The following week was difficult. I and all of Sarah’s friends hung out every day. We ordered food, talked, sang songs, and did our best to cope. Not only was Sarah a friend of mine, but she was also my neighbor. No longer would I be able to run over to her house to hang out or have her come and hang out with my dogs and me. My family and I were heartbroken. Sarah’s funeral was held the week after she passed. Seeing your friend lifeless in an open casket is an experience I wouldn’t wish on my worst enemy. I couldn’t believe that my friend was gone.

The thing about experiencing trauma, especially the death of a loved one, is that the healing process is never-ending. You have triggers, and the pain from the trauma hits you at random times. Over the summer, I remember I drove to dance practice one day and passed by a funeral procession. I immediately broke into tears because it reminded me of my friend’s funeral, where my mom and I participated in the funeral procession. I had to pull over and allow myself to calm down before continuing to drive. I started college this September, and the first week of school was hard. I often thought about how my friend would never get to experience college and life after high school.

Recently, on October 3rd, I participated in the Out of the Darkness Walk for Suicide Prevention led by the American Foundation for Suicide Prevention. Sarah’s favorite flowers were sunflowers, and the team I walked with was called the “Sunflower Brigade”. Our team raised $15,178 for suicide prevention. I began to tear up after seeing the screen that listed all of the deceased loved ones that people were walking in honor of. It pained me that so many people have been in such dark places that they felt that their only option was to end their own life. I saw one sign that read “Austin: Age 14” and was stunned. It broke my heart to know that a young boy was feeling so mentally low at age fourteen.

After the walk, I felt more than ever before that I needed to make sure that I was the best friend that I could be. I’ve always prided myself on being a good friend, but now I make it a point to consistently check up on my friends and make sure they are okay. Even the friends who seem the most put together also need to be checked on because the strongest friends often feel they have the least amount of people to lean on.

I also felt more of a push to make sure that I engage in proper self-care. Self-care is so important, and not enough people prioritize it. I try to plan for a single night out of every week to get my nails done, take a long shower, read, journal, meditate, listen to high vibrational music, and partake in anything else that makes me happy. I always admired my friend Sarah for always being there for her friends. But now, sometimes I question if Sarah lost sight of doing what was best for her and making sure she was okay due to always prioritizing everyone else before herself. Sarah was everyone else’s biggest cheerleader, but was she her own?

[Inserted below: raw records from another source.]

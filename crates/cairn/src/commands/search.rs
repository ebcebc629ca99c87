//! Search command - semantic search over stored records.

use anyhow::Result;
use cairn_memory::{RecordKind, SearchQuery};
use clap::Args;
use console::{Style, style};

use super::{Context, truncate};

/// Arguments for the search command.
#[derive(Args, Debug)]
pub struct SearchArgs {
    /// Search query
    pub query: String,

    /// Maximum results to return
    #[arg(short, long, default_value = "10")]
    pub limit: usize,

    /// Restrict to a record kind (repeatable)
    #[arg(short, long = "kind")]
    pub kinds: Vec<RecordKind>,

    /// Restrict to one session
    #[arg(short, long)]
    pub session: Option<String>,

    /// Drop results below this cosine similarity
    #[arg(long)]
    pub min_similarity: Option<f32>,
}

/// Run the search command.
pub async fn run(args: SearchArgs, ctx: &Context) -> Result<()> {
    let memory = ctx.open().await?;
    let dim = Style::new().dim();

    let mut query = SearchQuery::new(&args.query).with_limit(args.limit);
    for kind in &args.kinds {
        query = query.with_kind(*kind);
    }
    if let Some(session) = &args.session {
        query = query.with_session(session);
    }
    if let Some(min) = args.min_similarity {
        query = query.with_min_similarity(min);
    }

    if ctx.verbose {
        eprintln!(
            "{}",
            dim.apply_to(format!(
                "Searching: \"{}\" (limit: {})",
                args.query, args.limit
            ))
        );
    }

    let results = memory.search(&query).await?;

    if ctx.json_output {
        println!("{}", serde_json::to_string_pretty(&results)?);
    } else if results.is_empty() {
        println!("{}", dim.apply_to("No results found"));
    } else {
        println!("{}", style("Memory Search Results").bold());
        println!("{}", dim.apply_to("─".repeat(50)));
        println!();

        for (i, result) in results.iter().enumerate() {
            println!("{}. {}", style(i + 1).cyan(), truncate(&result.text, 70));
            println!(
                "   {}",
                dim.apply_to(format!(
                    "{} · session {} · turn {} · similarity {:.3}",
                    result.kind,
                    result.metadata.session_id,
                    result.metadata.turn,
                    result.similarity
                ))
            );
            println!();
        }
    }

    Ok(())
}
//! Configuration system for Cairn.
//!
//! Provides TOML-based configuration with:
//! - Store location, lock timeout and index persistence cadence (`[store]`)
//! - Embedding provider selection (`[embedding]`)
//! - Context bundle defaults (`[context]`)
//! - Hook deadline and reconcile cap (`[hook]`)
//! - Config file layering (XDG user config + project-local overrides)

pub mod discovery;
pub mod error;
pub mod types;

pub use discovery::{LoadedConfig, load_config, load_config_with_options, xdg_config_dir};
pub use error::{ConfigError, Result};
pub use types::*;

Healing from trauma is a long and challenging process. I’m aware that the pain of losing my friend can hit me out of nowhere, and I’ve learned to be patient with myself. Being in college and dealing with it is hard because I’m not around my friends who also experienced losing her, and I haven’t met people yet that I feel comfortable opening up to yet. Currently, I only have myself to rely on, and journaling has been helping me work through that. Sarah was a great friend to me and will forever be missed by everyone who knew her.

Make sure to always communicate with your friends, even the ones that you think are doing just fine. You never know what someone is going through.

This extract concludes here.